Entidades se unem e denunciam ‘regime manicomial’ no tratamento do autismo
Uma denúncia formal sobre violações de direitos humanos relacionadas ao tratamento de pessoas autistas no Brasil foi recebida pelo Ministério dos Direitos Humanos e da Cidadania. A queixa, apresentada pela Associação Nacional para Inclusão das Pessoas Autistas (Autistas Brasil), Associação Brasileira para Ação por Direitos das Pessoas Autistas (Abraça), e Vidas Negras com Deficiência Importam (VNDI), aponta o excesso de horas de terapia imposta a pessoas autistas e assemelha a nova demanda a uma “forma de submeter o autista a regime manicomial”.
O texto argumenta que a prática de submeter pessoas autistas a longas jornadas terapêuticas, muitas vezes excedendo 40 horas semanais, configuraria um controle desproporcional sobre suas vidas. A abordagem apontada estaria sendo justificada pela premissa de que mais horas de intervenção terapêutica supostamente resultariam em melhores resultados de desenvolvimento.
As entidades, no entanto, contestam a alegação e afirmam que a demanda não leva em consideração as necessidades individuais, o direito à autodeterminação e a dignidade da pessoa autista. O excesso de horas de terapia, segundo o documento, comprometeria a possibilidade de engajamento em outras atividades essenciais para o desenvolvimento humano, como momentos de lazer, educação formal e interação social espontânea.
A denúncia é assinada por Guilherme Almeida, da Autistas Brasil; Jéssica Borges, da Abraça; e Luciana Viegas, da VNDI. O dossiê apresentado afirma que a Análise do Comportamento Aplicada (ABA), que é um dos métodos amplamente utilizados no tratamento de pessoas autistas, é criticada por desconsiderar as necessidades e preferências das pessoas autistas, resultando – muitas vezes – em práticas abusivas.
A denúncia levanta preocupações éticas e científicas sobre o uso intensivo e prolongado da terapia ABA, destacando que sua eficácia é frequentemente questionada e que os benefícios a longo prazo seriam limitados. Além disso, o documento alerta para os efeitos negativos da ABA, que incluiria o estresse pós-traumático (TEPT), resultante da pressão contínua para suprimir comportamentos naturais e se conformar a padrões neurotípicos.
Segundo as entidades, os impactos psicológicos e sociais do “regime manicomial” podem resultar em estresse crônico, ansiedade, e uma sensação constante de inadequação em pessoas autistas. A queixa aponta que ABA, em particular, tem sido associada ao desenvolvimento de transtorno de estresse pós-traumático em algumas pessoas autistas, devido à natureza intensiva e muitas vezes coercitiva das intervenções.

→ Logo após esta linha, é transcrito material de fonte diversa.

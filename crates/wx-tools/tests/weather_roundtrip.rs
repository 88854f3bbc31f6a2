//! Round-trip tests for the get_weather tool against a real endpoint
//!
//! Spawns the wx-api router on an ephemeral port and exercises the tool
//! end to end.

use serde_json::{json, Value as JsonValue};
use wx_core::Tool;
use wx_tools::GetWeatherTool;

/// Spawn the real endpoint router, returning its base URL
async fn spawn_endpoint() -> String {
    let app = wx_api::routes();
    let listener = tokio::net::TcpListener::bind("127.0.0.1:0").await.unwrap();
    let addr = listener.local_addr().unwrap();
    tokio::spawn(async move {
        axum::serve(listener, app).await.unwrap();
    });
    format!("http://{}", addr)
}

#[tokio::test]
async fn test_weather_is_sunny_for_any_city() {
    let base_url = spawn_endpoint().await;
    let tool = GetWeatherTool::new(base_url);

    for city in ["Aruba", "Tokyo", "New York", "São Paulo"] {
        let result = tool.execute(json!({"city": city})).await.unwrap();
        assert!(!result.is_error);

        let body: JsonValue = serde_json::from_str(&result.output).unwrap();
        assert_eq!(body["city"], city);
        assert_eq!(body["condition"], "sunny");
    }
}

#[tokio::test]
async fn test_tool_output_matches_endpoint_body_exactly() {
    let base_url = spawn_endpoint().await;
    let tool = GetWeatherTool::new(base_url.clone());

    let result = tool.execute(json!({"city": "Aruba"})).await.unwrap();

    // Fetch the same operation directly and compare byte for byte.
    let direct = reqwest::Client::new()
        .post(format!("{}/tools/get_weather", base_url))
        .json(&json!({"city": "Aruba"}))
        .send()
        .await
        .unwrap()
        .text()
        .await
        .unwrap();

    assert_eq!(result.output, direct);
}

#[tokio::test]
async fn test_endpoint_rejection_becomes_error_result() {
    let base_url = spawn_endpoint().await;
    let tool = GetWeatherTool::new(base_url);

    // Whitespace city passes the local guard but the endpoint rejects it.
    let result = tool.execute(json!({"city": " \t"})).await.unwrap();
    assert!(result.is_error);
    assert!(result.output.contains("400"));
}
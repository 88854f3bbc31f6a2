//! Claude API types

use serde::{Deserialize, Serialize};

use crate::error::{Error, Result};

/// Message in conversation
#[derive(Debug, Clone, Serialize, Deserialize)]
pub struct Message {
    pub role: String,
    pub content: Vec<MessageContent>,
}

impl Message {
    /// Create a user message with text
    pub fn user(text: impl Into<String>) -> Self {
        Self {
            role: "user".to_string(),
            content: vec![MessageContent::Text { text: text.into() }],
        }
    }

    /// Create an assistant message with text
    pub fn assistant(text: impl Into<String>) -> Self {
        Self {
            role: "assistant".to_string(),
            content: vec![MessageContent::Text { text: text.into() }],
        }
    }

    /// Create a user message carrying tool results
    pub fn tool_results(results: Vec<MessageContent>) -> Self {
        Self {
            role: "user".to_string(),
            content: results,
        }
    }

    /// Get text content from message
    pub fn text_content(&self) -> String {
        self.content
            .iter()
            .filter_map(|c| {
                if let MessageContent::Text { text } = c {
                    Some(text.clone())
                } else {
                    None
                }
            })
            .collect::<Vec<_>>()
            .join("\n")
    }
}

/// Content block in a message
#[derive(Debug, Clone, Serialize, Deserialize)]
#[serde(tag = "type", rename_all = "snake_case")]
pub enum MessageContent {
    Text { text: String },
    ToolUse {
        id: String,
        name: String,
        input: serde_json::Value,
    },
    ToolResult {
        tool_use_id: String,
        content: String,
        #[serde(default)]
        is_error: bool,
    },
}

/// Tool definition for Claude API
#[derive(Debug, Clone, Serialize, Deserialize)]
pub struct ToolDefinition {
    pub name: String,
    pub description: String,
    pub input_schema: serde_json::Value,
}

impl ToolDefinition {
    pub fn new(
        name: impl Into<String>,
        description: impl Into<String>,
        input_schema: serde_json::Value,
    ) -> Self {
        Self {
            name: name.into(),
            description: description.into(),
            input_schema,
        }
    }
}

/// Messages API request
#[derive(Debug, Clone, Serialize, Deserialize)]
pub struct MessagesRequest {
    pub model: String,
    pub max_tokens: u64,
    #[serde(skip_serializing_if = "Option::is_none")]
    pub system: Option<String>,
    pub messages: Vec<Message>,
    #[serde(skip_serializing_if = "Option::is_none")]
    pub tools: Option<Vec<ToolDefinition>>,
}

/// Messages API response
#[derive(Debug, Clone, Serialize, Deserialize)]
pub struct MessagesResponse {
    pub id: String,
    #[serde(rename = "type")]
    pub response_type: String,
    pub role: String,
    pub content: Vec<MessageContent>,
    pub model: String,
    #[serde(skip_serializing_if = "Option::is_none")]
    pub stop_sequence: Option<String>,
    pub stop_reason: String,
    #[serde(skip_serializing_if = "Option::is_none")]
    pub usage: Option<Usage>,
}

/// Token usage information
#[derive(Debug, Clone, Serialize, Deserialize, Default)]
pub struct Usage {
    pub input_tokens: u64,
    pub output_tokens: u64,
}

/// A model-issued instruction to invoke a named tool with arguments
#[derive(Debug, Clone, PartialEq)]
pub struct ToolRequest {
    pub id: String,
    pub name: String,
    pub input: serde_json::Value,
}

/// What the model decided to do with a turn
///
/// Either the turn is finished with a text answer, or the model wants
/// one or more tools executed before it can answer.
#[derive(Debug, Clone, PartialEq)]
pub enum TurnDecision {
    FinalAnswer(String),
    ToolRequests(Vec<ToolRequest>),
}

impl MessagesResponse {
    /// Extract all text blocks joined with newlines
    pub fn text_content(&self) -> String {
        self.content
            .iter()
            .filter_map(|c| {
                if let MessageContent::Text { text } = c {
                    Some(text.clone())
                } else {
                    None
                }
            })
            .collect::<Vec<_>>()
            .join("\n")
    }

    /// Interpret the response as a turn decision
    ///
    /// A `tool_use` stop reason with no tool_use blocks degrades to a
    /// final answer rather than looping forever.
    pub fn decision(&self) -> Result<TurnDecision> {
        match self.stop_reason.as_str() {
            "end_turn" | "stop_sequence" | "stop" => {
                Ok(TurnDecision::FinalAnswer(self.text_content()))
            }
            "tool_use" | "tool_calls" => {
                let requests: Vec<ToolRequest> = self
                    .content
                    .iter()
                    .filter_map(|c| {
                        if let MessageContent::ToolUse { id, name, input } = c {
                            Some(ToolRequest {
                                id: id.clone(),
                                name: name.clone(),
                                input: input.clone(),
                            })
                        } else {
                            None
                        }
                    })
                    .collect();

                if requests.is_empty() {
                    Ok(TurnDecision::FinalAnswer(self.text_content()))
                } else {
                    Ok(TurnDecision::ToolRequests(requests))
                }
            }
            other => Err(Error::ModelApi(format!("Unknown stop_reason: {}", other))),
        }
    }
}

/// Builder for creating messages requests
pub struct MessagesRequestBuilder {
    model: String,
    max_tokens: u64,
    system: Option<String>,
    messages: Vec<Message>,
    tools: Vec<ToolDefinition>,
}

impl MessagesRequestBuilder {
    pub fn new(model: String) -> Self {
        Self {
            model,
            max_tokens: 4096,
            system: None,
            messages: vec![],
            tools: vec![],
        }
    }

    pub fn system(mut self, system: impl Into<String>) -> Self {
        self.system = Some(system.into());
        self
    }

    pub fn max_tokens(mut self, max_tokens: u64) -> Self {
        self.max_tokens = max_tokens;
        self
    }

    pub fn message(mut self, message: Message) -> Self {
        self.messages.push(message);
        self
    }

    pub fn user(mut self, text: impl Into<String>) -> Self {
        self.messages.push(Message::user(text));
        self
    }

    pub fn assistant(mut self, text: impl Into<String>) -> Self {
        self.messages.push(Message::assistant(text));
        self
    }

    pub fn tool(mut self, tool: ToolDefinition) -> Self {
        self.tools.push(tool);
        self
    }

    pub fn build(self) -> MessagesRequest {
        MessagesRequest {
            model: self.model,
            max_tokens: self.max_tokens,
            system: self.system,
            messages: self.messages,
            tools: if self.tools.is_empty() {
                None
            } else {
                Some(self.tools)
            },
        }
    }
}

#[cfg(test)]
mod tests {
    use super::*;
    use serde_json::json;

    fn response(stop_reason: &str, content: Vec<MessageContent>) -> MessagesResponse {
        MessagesResponse {
            id: "msg_01".to_string(),
            response_type: "message".to_string(),
            role: "assistant".to_string(),
            content,
            model: "claude-sonnet-4-20250514".to_string(),
            stop_sequence: None,
            stop_reason: stop_reason.to_string(),
            usage: None,
        }
    }

    #[test]
    fn test_message_user() {
        let msg = Message::user("Hello");
        assert_eq!(msg.role, "user");
        assert_eq!(msg.text_content(), "Hello");
    }

    #[test]
    fn test_message_content_serialization() {
        let content = MessageContent::ToolUse {
            id: "toolu_01".to_string(),
            name: "get_weather".to_string(),
            input: json!({"city": "Aruba"}),
        };
        let serialized = serde_json::to_string(&content).unwrap();
        assert!(serialized.contains(r#""type":"tool_use""#));
        assert!(serialized.contains(r#""name":"get_weather""#));
    }

    #[test]
    fn test_tool_result_is_error_defaults_false() {
        let json_str = r#"{"type":"tool_result","tool_use_id":"toolu_01","content":"ok"}"#;
        let content: MessageContent = serde_json::from_str(json_str).unwrap();
        match content {
            MessageContent::ToolResult { is_error, .. } => assert!(!is_error),
            other => panic!("unexpected content: {:?}", other),
        }
    }

    #[test]
    fn test_decision_end_turn() {
        let resp = response(
            "end_turn",
            vec![MessageContent::Text {
                text: "It is sunny in Aruba.".to_string(),
            }],
        );
        assert_eq!(
            resp.decision().unwrap(),
            TurnDecision::FinalAnswer("It is sunny in Aruba.".to_string())
        );
    }

    #[test]
    fn test_decision_tool_use() {
        let resp = response(
            "tool_use",
            vec![
                MessageContent::Text {
                    text: "Let me check.".to_string(),
                },
                MessageContent::ToolUse {
                    id: "toolu_01".to_string(),
                    name: "get_weather".to_string(),
                    input: json!({"city": "Aruba"}),
                },
            ],
        );
        match resp.decision().unwrap() {
            TurnDecision::ToolRequests(requests) => {
                assert_eq!(requests.len(), 1);
                assert_eq!(requests[0].name, "get_weather");
                assert_eq!(requests[0].input, json!({"city": "Aruba"}));
            }
            other => panic!("unexpected decision: {:?}", other),
        }
    }

    #[test]
    fn test_decision_tool_use_without_blocks_is_final() {
        let resp = response(
            "tool_use",
            vec![MessageContent::Text {
                text: "nothing to run".to_string(),
            }],
        );
        assert_eq!(
            resp.decision().unwrap(),
            TurnDecision::FinalAnswer("nothing to run".to_string())
        );
    }

    #[test]
    fn test_decision_unknown_stop_reason() {
        let resp = response("max_tokens", vec![]);
        assert!(matches!(resp.decision(), Err(Error::ModelApi(_))));
    }

    #[test]
    fn test_request_builder() {
        let request = MessagesRequestBuilder::new("claude-sonnet-4-20250514".to_string())
            .system("You are helpful.")
            .max_tokens(1024)
            .user("What is the weather in Aruba?")
            .tool(ToolDefinition::new(
                "get_weather",
                "Get current weather for a city",
                json!({"type": "object"}),
            ))
            .build();

        assert_eq!(request.max_tokens, 1024);
        assert_eq!(request.system.as_deref(), Some("You are helpful."));
        assert_eq!(request.messages.len(), 1);
        assert_eq!(request.tools.as_ref().unwrap().len(), 1);
    }

    #[test]
    fn test_request_builder_no_tools() {
        let request = MessagesRequestBuilder::new("claude-sonnet-4-20250514".to_string())
            .user("Hello")
            .build();
        assert!(request.tools.is_none());
    }
}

O dossiê aponta ainda que laudos médicos prescrevem o mesmo tratamento para pacientes TEA de níveis de suporte diferentes, desconsiderando as diferentes características e necessidades de cada indivíduo e o nível de suporte.
A denúncia argumenta também que o “regime manicomial” violaria os direitos humanos das pessoas autistas, uma vez que impõe um controle excessivo sobre suas vidas e desrespeita sua dignidade e autonomia. Tal prática contrariaria os princípios da neurodiversidade, que reconhecem o autismo como uma variação natural da condição humana.
“Recomendamos a capacitação de profissionais de saúde, educação e assistência social em abordagens neuroafirmativas que respeitem a dignidade e a autonomia das pessoas autistas, evitando a imposição de um regime manicomial através das terapias. Essa capacitação deve incluir a conscientização sobre os riscos associados ao excesso de horas de terapia e à aplicação intensiva de métodos como a ABA, e a promoção de práticas que valorizem a individualidade e a inclusão”, afirma o documento.
As entidades Autistas Brasil, Abraça e VNDI também citam como base da queixa tratados internacionais de direitos humanos, como a Convenção sobre os Direitos das Pessoas com Deficiência (CDPD) e o Pacto Internacional sobre Direitos Civis e Políticos (PIDCP), para sustentar a sua argumentação. O Brasil, como signatário desses tratados, tem a responsabilidade de garantir a liberdade, a dignidade e a autodeterminação das pessoas autistas.
A denúncia finaliza com uma solicitação de intervenção urgente do Ministério dos Direitos Humanos e da Cidadania. O documento pede investigação e monitoramento das práticas terapêuticas, regulação das práticas terapêuticas, capacitação de profissionais em abordagens neuroafirmativas, e promoção de políticas públicas inclusivas que garantam a inclusão plena das pessoas autistas na sociedade.